[Stored data entries]
%%

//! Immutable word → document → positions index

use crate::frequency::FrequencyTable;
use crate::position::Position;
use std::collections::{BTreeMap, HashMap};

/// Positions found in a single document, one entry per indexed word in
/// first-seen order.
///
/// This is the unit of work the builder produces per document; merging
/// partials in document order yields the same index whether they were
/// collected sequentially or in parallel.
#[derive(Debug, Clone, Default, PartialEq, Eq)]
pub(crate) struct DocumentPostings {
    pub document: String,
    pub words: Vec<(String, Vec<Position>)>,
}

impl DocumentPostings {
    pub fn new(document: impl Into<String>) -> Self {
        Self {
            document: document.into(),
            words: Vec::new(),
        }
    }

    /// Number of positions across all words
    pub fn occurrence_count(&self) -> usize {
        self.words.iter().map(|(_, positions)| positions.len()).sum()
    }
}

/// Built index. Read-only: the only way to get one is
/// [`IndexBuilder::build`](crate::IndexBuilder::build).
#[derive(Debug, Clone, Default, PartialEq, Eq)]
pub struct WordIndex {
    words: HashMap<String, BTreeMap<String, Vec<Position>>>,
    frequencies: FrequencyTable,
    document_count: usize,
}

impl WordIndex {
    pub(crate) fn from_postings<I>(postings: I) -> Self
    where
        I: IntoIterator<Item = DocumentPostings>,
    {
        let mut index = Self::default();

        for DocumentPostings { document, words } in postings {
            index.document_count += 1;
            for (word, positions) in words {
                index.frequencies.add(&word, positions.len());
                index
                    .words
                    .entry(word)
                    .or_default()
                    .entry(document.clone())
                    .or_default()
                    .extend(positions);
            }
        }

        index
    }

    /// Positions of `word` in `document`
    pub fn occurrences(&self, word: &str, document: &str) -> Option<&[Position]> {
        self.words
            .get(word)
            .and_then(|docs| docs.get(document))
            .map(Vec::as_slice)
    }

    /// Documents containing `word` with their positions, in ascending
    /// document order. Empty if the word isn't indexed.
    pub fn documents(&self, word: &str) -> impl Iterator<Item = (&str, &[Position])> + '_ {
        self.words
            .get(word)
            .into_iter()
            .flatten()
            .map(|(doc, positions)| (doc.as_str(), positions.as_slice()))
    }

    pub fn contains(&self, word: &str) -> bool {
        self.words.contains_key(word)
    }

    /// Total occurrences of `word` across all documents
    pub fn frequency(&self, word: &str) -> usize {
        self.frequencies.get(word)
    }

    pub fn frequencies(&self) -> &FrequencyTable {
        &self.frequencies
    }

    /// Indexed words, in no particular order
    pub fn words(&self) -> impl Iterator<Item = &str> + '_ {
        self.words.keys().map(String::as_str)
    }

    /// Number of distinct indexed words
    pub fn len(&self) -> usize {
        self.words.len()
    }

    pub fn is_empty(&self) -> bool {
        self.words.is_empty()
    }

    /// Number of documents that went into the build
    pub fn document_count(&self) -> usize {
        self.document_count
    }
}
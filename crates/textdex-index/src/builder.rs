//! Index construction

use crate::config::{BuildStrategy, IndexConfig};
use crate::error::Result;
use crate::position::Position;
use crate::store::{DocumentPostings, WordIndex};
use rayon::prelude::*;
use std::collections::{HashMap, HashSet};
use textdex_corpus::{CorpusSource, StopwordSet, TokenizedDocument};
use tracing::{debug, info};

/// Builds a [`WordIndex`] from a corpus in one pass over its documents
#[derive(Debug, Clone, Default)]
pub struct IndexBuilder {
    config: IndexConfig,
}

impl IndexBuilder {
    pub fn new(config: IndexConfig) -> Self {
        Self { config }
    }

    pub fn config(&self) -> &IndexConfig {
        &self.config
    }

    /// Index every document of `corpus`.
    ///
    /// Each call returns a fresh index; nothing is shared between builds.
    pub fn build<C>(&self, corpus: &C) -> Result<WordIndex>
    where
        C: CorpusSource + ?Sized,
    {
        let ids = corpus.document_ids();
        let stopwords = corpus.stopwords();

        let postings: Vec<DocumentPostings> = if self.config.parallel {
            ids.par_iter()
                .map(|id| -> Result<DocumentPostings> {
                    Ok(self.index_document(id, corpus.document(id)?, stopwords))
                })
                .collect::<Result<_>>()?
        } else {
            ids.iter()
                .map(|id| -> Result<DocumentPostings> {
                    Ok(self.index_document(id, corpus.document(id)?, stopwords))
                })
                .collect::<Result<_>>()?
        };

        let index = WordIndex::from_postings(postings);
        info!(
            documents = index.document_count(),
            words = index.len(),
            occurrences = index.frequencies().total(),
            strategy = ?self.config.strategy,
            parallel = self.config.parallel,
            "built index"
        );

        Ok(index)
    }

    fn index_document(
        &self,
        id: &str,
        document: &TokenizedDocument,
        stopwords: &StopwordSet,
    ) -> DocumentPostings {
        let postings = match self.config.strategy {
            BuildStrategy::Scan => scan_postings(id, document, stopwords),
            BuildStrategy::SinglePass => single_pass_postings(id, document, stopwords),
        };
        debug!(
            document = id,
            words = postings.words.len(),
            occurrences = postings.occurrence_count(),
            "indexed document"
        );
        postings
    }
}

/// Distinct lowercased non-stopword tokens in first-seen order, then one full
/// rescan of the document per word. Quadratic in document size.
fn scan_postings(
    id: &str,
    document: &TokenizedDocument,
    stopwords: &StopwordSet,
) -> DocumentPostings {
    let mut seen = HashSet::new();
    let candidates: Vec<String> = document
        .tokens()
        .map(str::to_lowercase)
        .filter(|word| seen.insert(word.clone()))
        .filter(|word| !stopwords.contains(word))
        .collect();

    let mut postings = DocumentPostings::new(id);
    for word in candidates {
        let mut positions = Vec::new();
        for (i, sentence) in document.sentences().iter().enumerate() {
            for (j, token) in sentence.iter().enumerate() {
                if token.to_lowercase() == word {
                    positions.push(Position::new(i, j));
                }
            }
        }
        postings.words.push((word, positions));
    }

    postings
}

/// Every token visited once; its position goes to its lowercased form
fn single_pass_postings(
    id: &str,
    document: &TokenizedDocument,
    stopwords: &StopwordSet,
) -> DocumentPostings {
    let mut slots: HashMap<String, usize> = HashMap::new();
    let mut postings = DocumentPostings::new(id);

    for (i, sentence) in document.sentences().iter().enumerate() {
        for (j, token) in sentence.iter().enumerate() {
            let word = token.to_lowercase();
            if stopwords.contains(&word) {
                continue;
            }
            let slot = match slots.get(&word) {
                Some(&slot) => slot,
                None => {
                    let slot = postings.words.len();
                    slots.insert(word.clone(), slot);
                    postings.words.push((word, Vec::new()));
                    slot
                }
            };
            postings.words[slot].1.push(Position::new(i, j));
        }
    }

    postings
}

%%

- Your objective: All the records are to be transcribed exactly, with no line missing.

- Task output:
//! Immutable word → document → positions index

use crate::frequency::FrequencyTable;
use crate::position::Position;
use std::collections::{BTreeMap, HashMap};

/// Positions found in a single document, one entry per indexed word in
/// first-seen order.
///
/// This is the unit of work the builder produces per document; merging
/// partials in document order yields the same index whether they were
/// collected sequentially or in parallel.
#[derive(Debug, Clone, Default, PartialEq, Eq)]
pub(crate) struct DocumentPostings {
    pub document: String,
    pub words: Vec<(String, Vec<Position>)>,
}

impl DocumentPostings {
    pub fn new(document: impl Into<String>) -> Self {
        Self {
            document: document.into(),
            words: Vec::new(),
        }
    }

    /// Number of positions across all words
    pub fn occurrence_count(&self) -> usize {
        self.words.iter().map(|(_, positions)| positions.len()).sum()
    }
}

/// Built index. Read-only: the only way to get one is
/// [`IndexBuilder::build`](crate::IndexBuilder::build).
#[derive(Debug, Clone, Default, PartialEq, Eq)]
pub struct WordIndex {
    words: HashMap<String, BTreeMap<String, Vec<Position>>>,
    frequencies: FrequencyTable,
    document_count: usize,
}

impl WordIndex {
    pub(crate) fn from_postings<I>(postings: I) -> Self
    where
        I: IntoIterator<Item = DocumentPostings>,
    {
        let mut index = Self::default();

        for DocumentPostings { document, words } in postings {
            index.document_count += 1;
            for (word, positions) in words {
                index.frequencies.add(&word, positions.len());
                index
                    .words
                    .entry(word)
                    .or_default()
                    .entry(document.clone())
                    .or_default()
                    .extend(positions);
            }
        }

        index
    }

    /// Positions of `word` in `document`
    pub fn occurrences(&self, word: &str, document: &str) -> Option<&[Position]> {
        self.words
            .get(word)
            .and_then(|docs| docs.get(document))
            .map(Vec::as_slice)
    }

    /// Documents containing `word` with their positions, in ascending
    /// document order. Empty if the word isn't indexed.
    pub fn documents(&self, word: &str) -> impl Iterator<Item = (&str, &[Position])> + '_ {
        self.words
            .get(word)
            .into_iter()
            .flatten()
            .map(|(doc, positions)| (doc.as_str(), positions.as_slice()))
    }

    pub fn contains(&self, word: &str) -> bool {
        self.words.contains_key(word)
    }

    /// Total occurrences of `word` across all documents
    pub fn frequency(&self, word: &str) -> usize {
        self.frequencies.get(word)
    }

    pub fn frequencies(&self) -> &FrequencyTable {
        &self.frequencies
    }

    /// Indexed words, in no particular order
    pub fn words(&self) -> impl Iterator<Item = &str> + '_ {
        self.words.keys().map(String::as_str)
    }

    /// Number of distinct indexed words
    pub fn len(&self) -> usize {
        self.words.len()
    }

    pub fn is_empty(&self) -> bool {
        self.words.is_empty()
    }

    /// Number of documents that went into the build
    pub fn document_count(&self) -> usize {
        self.document_count
    }
}
filename crates/textdex-index/src/builder.rs
//! Index construction

use crate::config::{BuildStrategy, IndexConfig};
use crate::error::Result;
use crate::position::Position;
use crate::store::{DocumentPostings, WordIndex};
use rayon::prelude::*;
use std::collections::{HashMap, HashSet};
use textdex_corpus::{CorpusSource, StopwordSet, TokenizedDocument};
use tracing::{debug, info};

/// Builds a [`WordIndex`] from a corpus in one pass over its documents
#[derive(Debug, Clone, Default)]
pub struct IndexBuilder {
    config: IndexConfig,
}

impl IndexBuilder {
    pub fn new(config: IndexConfig) -> Self {
        Self { config }
    }

    pub fn config(&self) -> &IndexConfig {
        &self.config
    }

    /// Index every document of `corpus`.
    ///
    /// Each call returns a fresh index; nothing is shared between builds.
    pub fn build<C>(&self, corpus: &C) -> Result<WordIndex>
    where
        C: CorpusSource + ?Sized,
    {
        let ids = corpus.document_ids();
        let stopwords = corpus.stopwords();

        let postings: Vec<DocumentPostings> = if self.config.parallel {
            ids.par_iter()
                .map(|id| -> Result<DocumentPostings> {
                    Ok(self.index_document(id, corpus.document(id)?, stopwords))
                })
                .collect::<Result<_>>()?
        } else {
            ids.iter()
                .map(|id| -> Result<DocumentPostings> {
                    Ok(self.index_document(id, corpus.document(id)?, stopwords))
                })
                .collect::<Result<_>>()?
        };

        let index = WordIndex::from_postings(postings);
        info!(
            documents = index.document_count(),
            words = index.len(),
            occurrences = index.frequencies().total(),
            strategy = ?self.config.strategy,
            parallel = self.config.parallel,
            "built index"
        );

        Ok(index)
    }

    fn index_document(
        &self,
        id: &str,
        document: &TokenizedDocument,
        stopwords: &StopwordSet,
    ) -> DocumentPostings {
        let postings = match self.config.strategy {
            BuildStrategy::Scan => scan_postings(id, document, stopwords),
            BuildStrategy::SinglePass => single_pass_postings(id, document, stopwords),
        };
        debug!(
            document = id,
            words = postings.words.len(),
            occurrences = postings.occurrence_count(),
            "indexed document"
        );
        postings
    }
}

/// Distinct lowercased non-stopword tokens in first-seen order, then one full
/// rescan of the document per word. Quadratic in document size.
fn scan_postings(
    id: &str,
    document: &TokenizedDocument,
    stopwords: &StopwordSet,
) -> DocumentPostings {
    let mut seen = HashSet::new();
    let candidates: Vec<String> = document
        .tokens()
        .map(str::to_lowercase)
        .filter(|word| seen.insert(word.clone()))
        .filter(|word| !stopwords.contains(word))
        .collect();

    let mut postings = DocumentPostings::new(id);
    for word in candidates {
        let mut positions = Vec::new();
        for (i, sentence) in document.sentences().iter().enumerate() {
            for (j, token) in sentence.iter().enumerate() {
                if token.to_lowercase() == word {
                    positions.push(Position::new(i, j));
                }
            }
        }
        postings.words.push((word, positions));
    }

    postings
}

/// Every token visited once; its position goes to its lowercased form
fn single_pass_postings(
    id: &str,
    document: &TokenizedDocument,
    stopwords: &StopwordSet,
) -> DocumentPostings {
    let mut slots: HashMap<String, usize> = HashMap::new();
    let mut postings = DocumentPostings::new(id);

    for (i, sentence) in document.sentences().iter().enumerate() {
        for (j, token) in sentence.iter().enumerate() {
            let word = token.to_lowercase();
            if stopwords.contains(&word) {
                continue;
            }
            let slot = match slots.get(&word) {
                Some(&slot) => slot,
                None => {
                    let slot = postings.words.len();
                    slots.insert(word.clone(), slot);
                    postings.words.push((word, Vec::new()));
                    slot
                }
            };
            postings.words[slot].1.push(Position::new(i, j));
        }
    }

    postings
}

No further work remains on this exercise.